Working World is a micro-lending non-profit. While they do provide money like lots of micro-lenders around these days, Working World is different. The money is ancillary to their mission. The real value they provide is project management. When a borrower shows up and asks for $500 to buy a new printing press, they ask stuff like…
- When are you going to make your first payment?
- Where will you get the money for that payment?
- Do you have customers for these products?
- How long will it take you to print these products once you get the press?
- Do you know how to operate the press?
- Do you have ink?
- Where will you get money to buy the ink?
- Where will you get money to fix the printer when it breaks?
They don’t know anything about the printing press business, but often just asking the questions will completely change the outcome of the loan. By nailing people down to common sense specifics (“If it will take you 1 month to complete your first order, you can’t make your 1st payment in 2 weeks”), they end up making much more realistic loans and have fantastic repayment rates.
Why would KickStarter do this?
Eventually people like me are going to get tiered of funding failed projects.When that happens, the party is over.
This could also help KickStarter differentiate themselves from other crowd funding sites and offer a high value, low risk experience to backers.
Finally, they could charge an overhead management fee that would be an additional revenue stream.
Why would a founder do this?
The obvious reason is that it will make the campaign more attractive to backers. Less obvious is that (I think) most founders are well intentioned and they want their projects to come to a happy completion. Hopefully they will welcome any help they can get.

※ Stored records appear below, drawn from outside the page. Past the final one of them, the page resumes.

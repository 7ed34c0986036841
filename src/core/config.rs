use std::{env, fs, path::PathBuf};

use base64::engine::general_purpose::URL_SAFE_NO_PAD;
use base64::Engine;
use rand::rngs::OsRng;
use rand::RngCore;
use thiserror::Error;

const DEFAULT_CORS_ORIGINS: &[&str] =
    &["http://localhost:5173", "http://localhost:3000", "http://localhost:8080"];

#[derive(Debug, Clone)]
pub(crate) struct Settings {
    server: ServerSettings,
    runtime: RuntimeSettings,
    api: ApiSettings,
    security: SecuritySettings,
    cors: CorsSettings,
    database: DatabaseSettings,
    redis: RedisSettings,
    ai: AiSettings,
    assessment: AssessmentSettings,
    teacher: TeacherSettings,
    telemetry: TelemetrySettings,
}

#[derive(Debug, Clone)]
pub(crate) struct ServerSettings {
    host: ServerHost,
    port: ServerPort,
}

#[derive(Debug, Clone)]
pub(crate) struct ApiSettings {
    pub(crate) project_name: String,
    pub(crate) version: String,
    pub(crate) api_v1_str: String,
}

#[derive(Debug, Clone)]
pub(crate) struct SecuritySettings {
    pub(crate) secret_key: String,
    pub(crate) access_token_expire_minutes: u64,
    pub(crate) algorithm: String,
}

#[derive(Debug, Clone)]
pub(crate) struct CorsSettings {
    pub(crate) origins: Vec<String>,
}

#[derive(Debug, Clone)]
pub(crate) struct DatabaseSettings {
    pub(crate) postgres_server: String,
    pub(crate) postgres_port: u16,
    pub(crate) postgres_user: String,
    pub(crate) postgres_password: String,
    pub(crate) postgres_db: String,
    pub(crate) database_url: Option<String>,
}

#[derive(Debug, Clone)]
pub(crate) struct RedisSettings {
    pub(crate) host: String,
    pub(crate) port: u16,
    pub(crate) db: u16,
    pub(crate) password: String,
}

#[derive(Debug, Clone, Copy, PartialEq, Eq)]
pub(crate) enum AiProvider {
    OpenAi,
    Groq,
    Gemini,
}

impl AiProvider {
    pub(crate) fn as_str(self) -> &'static str {
        match self {
            Self::OpenAi => "openai",
            Self::Groq => "groq",
            Self::Gemini => "gemini",
        }
    }

    fn default_base_url(self) -> &'static str {
        match self {
            Self::OpenAi => "https://api.openai.com/v1",
            Self::Groq => "https://api.groq.com/openai/v1",
            Self::Gemini => "https://generativelanguage.googleapis.com/v1beta/openai",
        }
    }
}

#[derive(Debug, Clone)]
pub(crate) struct AiSettings {
    pub(crate) provider: AiProvider,
    pub(crate) api_key: String,
    pub(crate) base_url: String,
    pub(crate) model: String,
    pub(crate) max_tokens: u32,
    pub(crate) request_timeout: u64,
}

#[derive(Debug, Clone)]
pub(crate) struct AssessmentSettings {
    pub(crate) min_duration_minutes: i32,
    pub(crate) max_duration_minutes: i32,
}

/// Fixed credential pair for the singleton teacher account. The account row
/// itself is created lazily on the first successful login.
#[derive(Debug, Clone)]
pub(crate) struct TeacherSettings {
    pub(crate) email: String,
    pub(crate) password: String,
}

#[derive(Debug, Clone)]
pub(crate) struct TelemetrySettings {
    pub(crate) log_level: String,
    pub(crate) json: bool,
    pub(crate) prometheus_enabled: bool,
}

#[derive(Debug, Clone)]
pub(crate) struct RuntimeSettings {
    pub(crate) environment: Environment,
    pub(crate) strict_config: bool,
}

#[derive(Debug, Clone, Copy, PartialEq, Eq)]
pub(crate) enum Environment {
    Development,
    Production,
    Staging,
    Test,
}

impl Environment {
    pub(crate) fn as_str(self) -> &'static str {
        match self {
            Environment::Development => "development",
            Environment::Production => "production",
            Environment::Staging => "staging",
            Environment::Test => "test",
        }
    }

    fn is_production(self) -> bool {
        matches!(self, Environment::Production)
    }
}

#[derive(Debug, Clone)]
pub(crate) struct ServerHost(String);

#[derive(Debug, Clone, Copy)]
pub(crate) struct ServerPort(u16);

#[derive(Debug, Error)]
pub(crate) enum ConfigError {
    #[error("invalid server host: {0}")]
    InvalidHost(String),
    #[error("invalid server port: {0}")]
    InvalidPort(String),
    #[error("invalid value for {field}: {value}")]
    InvalidValue { field: &'static str, value: String },
    #[error("invalid cors origins: {0}")]
    InvalidCors(String),
    #[error("missing required secret for {0}")]
    MissingSecret(&'static str),
}

impl Settings {
    pub(crate) fn load() -> Result<Self, ConfigError> {
        let host = env_or_default("ASSESSLY_HOST", "0.0.0.0");
        let port = env_or_default("ASSESSLY_PORT", "8000");

        let environment =
            parse_environment(env_optional("ASSESSLY_ENV").or_else(|| env_optional("ENVIRONMENT")));
        let strict_config =
            env_optional("ASSESSLY_STRICT_CONFIG").map(|value| parse_bool(&value)).unwrap_or(false)
                || environment.is_production();

        let project_name = env_or_default("PROJECT_NAME", "Assessly API");
        let version = env_or_default("VERSION", env!("CARGO_PKG_VERSION"));
        let api_v1_str = env_or_default("API_V1_STR", "/api/v1");

        let secret_key = match env_optional("SECRET_KEY") {
            Some(value) => value,
            None => load_or_create_secret_key(),
        };

        let access_token_expire_minutes = parse_u64(
            "ACCESS_TOKEN_EXPIRE_MINUTES",
            env_or_default("ACCESS_TOKEN_EXPIRE_MINUTES", "10080"),
        )?;
        let algorithm = env_or_default("ALGORITHM", "HS256");

        let cors_origins = parse_cors_origins(env_optional("BACKEND_CORS_ORIGINS"))?;

        let postgres_server = env_or_default("POSTGRES_SERVER", "localhost");
        let postgres_port = parse_u16("POSTGRES_PORT", env_or_default("POSTGRES_PORT", "5432"))?;
        let postgres_user = env_or_default("POSTGRES_USER", "assessly");
        let postgres_password = env_or_default("POSTGRES_PASSWORD", "");
        let postgres_db = env_or_default("POSTGRES_DB", "assessly_db");
        let database_url = env_optional("DATABASE_URL");

        let redis_host = env_or_default("REDIS_HOST", "localhost");
        let redis_port = parse_u16("REDIS_PORT", env_or_default("REDIS_PORT", "6379"))?;
        let redis_db = parse_u16("REDIS_DB", env_or_default("REDIS_DB", "0"))?;
        let redis_password = env_or_default("REDIS_PASSWORD", "");

        let ai_provider = parse_ai_provider(env_optional("AI_PROVIDER"))?;
        let ai_api_key = env_or_default("AI_API_KEY", "");
        let ai_base_url = env_or_default("AI_BASE_URL", ai_provider.default_base_url());
        let ai_model = env_or_default("AI_MODEL", "gpt-4o-mini");
        let ai_max_tokens = parse_u32("AI_MAX_TOKENS", env_or_default("AI_MAX_TOKENS", "4096"))?;
        let ai_request_timeout =
            parse_u64("AI_REQUEST_TIMEOUT", env_or_default("AI_REQUEST_TIMEOUT", "120"))?;

        let min_duration_minutes = parse_i32(
            "ASSESSMENT_MIN_DURATION_MINUTES",
            env_or_default("ASSESSMENT_MIN_DURATION_MINUTES", "10"),
        )?;
        let max_duration_minutes = parse_i32(
            "ASSESSMENT_MAX_DURATION_MINUTES",
            env_or_default("ASSESSMENT_MAX_DURATION_MINUTES", "300"),
        )?;

        let teacher_email = env_or_default("TEACHER_EMAIL", "teacher@example.com").to_lowercase();
        let teacher_password = env_or_default("TEACHER_PASSWORD", "");

        let log_level = env_or_default("ASSESSLY_LOG_LEVEL", "info");
        let json = env_optional("ASSESSLY_LOG_JSON")
            .map(|value| parse_bool(&value))
            .unwrap_or(false);
        let prometheus_enabled = env_optional("PROMETHEUS_ENABLED")
            .map(|value| parse_bool(&value))
            .unwrap_or(false);

        let settings = Self {
            server: ServerSettings {
                host: ServerHost::parse(host)?,
                port: ServerPort::parse(port)?,
            },
            runtime: RuntimeSettings { environment, strict_config },
            api: ApiSettings { project_name, version, api_v1_str },
            security: SecuritySettings { secret_key, access_token_expire_minutes, algorithm },
            cors: CorsSettings { origins: cors_origins },
            database: DatabaseSettings {
                postgres_server,
                postgres_port,
                postgres_user,
                postgres_password,
                postgres_db,
                database_url,
            },
            redis: RedisSettings {
                host: redis_host,
                port: redis_port,
                db: redis_db,
                password: redis_password,
            },
            ai: AiSettings {
                provider: ai_provider,
                api_key: ai_api_key,
                base_url: ai_base_url,
                model: ai_model,
                max_tokens: ai_max_tokens,
                request_timeout: ai_request_timeout,
            },
            assessment: AssessmentSettings { min_duration_minutes, max_duration_minutes },
            teacher: TeacherSettings { email: teacher_email, password: teacher_password },
            telemetry: TelemetrySettings { log_level, json, prometheus_enabled },
        };

        settings.validate()?;

        Ok(settings)
    }

    pub(crate) fn server_addr(&self) -> String {
        format!("{}:{}", self.server.host.0, self.server.port.0)
    }

    pub(crate) fn server_host(&self) -> &str {
        &self.server.host.0
    }

    pub(crate) fn server_port(&self) -> u16 {
        self.server.port.0
    }

    pub(crate) fn api(&self) -> &ApiSettings {
        &self.api
    }

    pub(crate) fn security(&self) -> &SecuritySettings {
        &self.security
    }

    pub(crate) fn cors(&self) -> &CorsSettings {
        &self.cors
    }

    pub(crate) fn database(&self) -> &DatabaseSettings {
        &self.database
    }

    pub(crate) fn redis(&self) -> &RedisSettings {
        &self.redis
    }

    pub(crate) fn ai(&self) -> &AiSettings {
        &self.ai
    }

    pub(crate) fn assessment(&self) -> &AssessmentSettings {
        &self.assessment
    }

    pub(crate) fn teacher(&self) -> &TeacherSettings {
        &self.teacher
    }

    pub(crate) fn telemetry(&self) -> &TelemetrySettings {
        &self.telemetry
    }

    pub(crate) fn runtime(&self) -> &RuntimeSettings {
        &self.runtime
    }

    fn validate(&self) -> Result<(), ConfigError> {
        if self.assessment.min_duration_minutes <= 0 {
            return Err(ConfigError::InvalidValue {
                field: "ASSESSMENT_MIN_DURATION_MINUTES",
                value: self.assessment.min_duration_minutes.to_string(),
            });
        }
        if self.assessment.max_duration_minutes < self.assessment.min_duration_minutes {
            return Err(ConfigError::InvalidValue {
                field: "ASSESSMENT_MAX_DURATION_MINUTES",
                value: self.assessment.max_duration_minutes.to_string(),
            });
        }

        if !(self.runtime.strict_config || self.runtime.environment.is_production()) {
            return Ok(());
        }

        if self.database.database_url.is_none() && self.database.postgres_password.is_empty() {
            return Err(ConfigError::MissingSecret("POSTGRES_PASSWORD"));
        }

        if self.ai.api_key.is_empty() {
            return Err(ConfigError::MissingSecret("AI_API_KEY"));
        }

        if self.teacher.password.is_empty() {
            return Err(ConfigError::MissingSecret("TEACHER_PASSWORD"));
        }

        Ok(())
    }
}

Who would decide a Milestone has been reached?
The crowd-ish way would be to to have backers vote on it. Want the backers to approve your “completed molds” step? Invite them to a meeting where you let them touch them. When 30 backers tweet and Instigram about how awesome the molds came out, the rest will happily agree. This crowd auditing system is very hard to cheat and leverages the best of crowd wisdom. You’d want to build a nice site to make all this interaction easy, but KickStarter needs this anyway.
Any time a milestone date expires, the default action would be to refund the balance of funds to backers. Backers could also consent to extending deadlines if the founders could convince them to.
Couldn’t you do do this as an external site not affiliated with KickStarter?
Sure! You would need to get people to trusty you – which you could maybe do if you are already an established project management entity.
KickEnder.com would be a great domain- alias, it is taken.
Let me know when you get it up and running!
1 Ok, they may have some non-financial incentives like being good people, and having good intentions, and wanting to reserve their reputation so they can successfully fund future campaigns. In practice, these non-financial incentives do not seem help much once the campaign is over and the money is gone.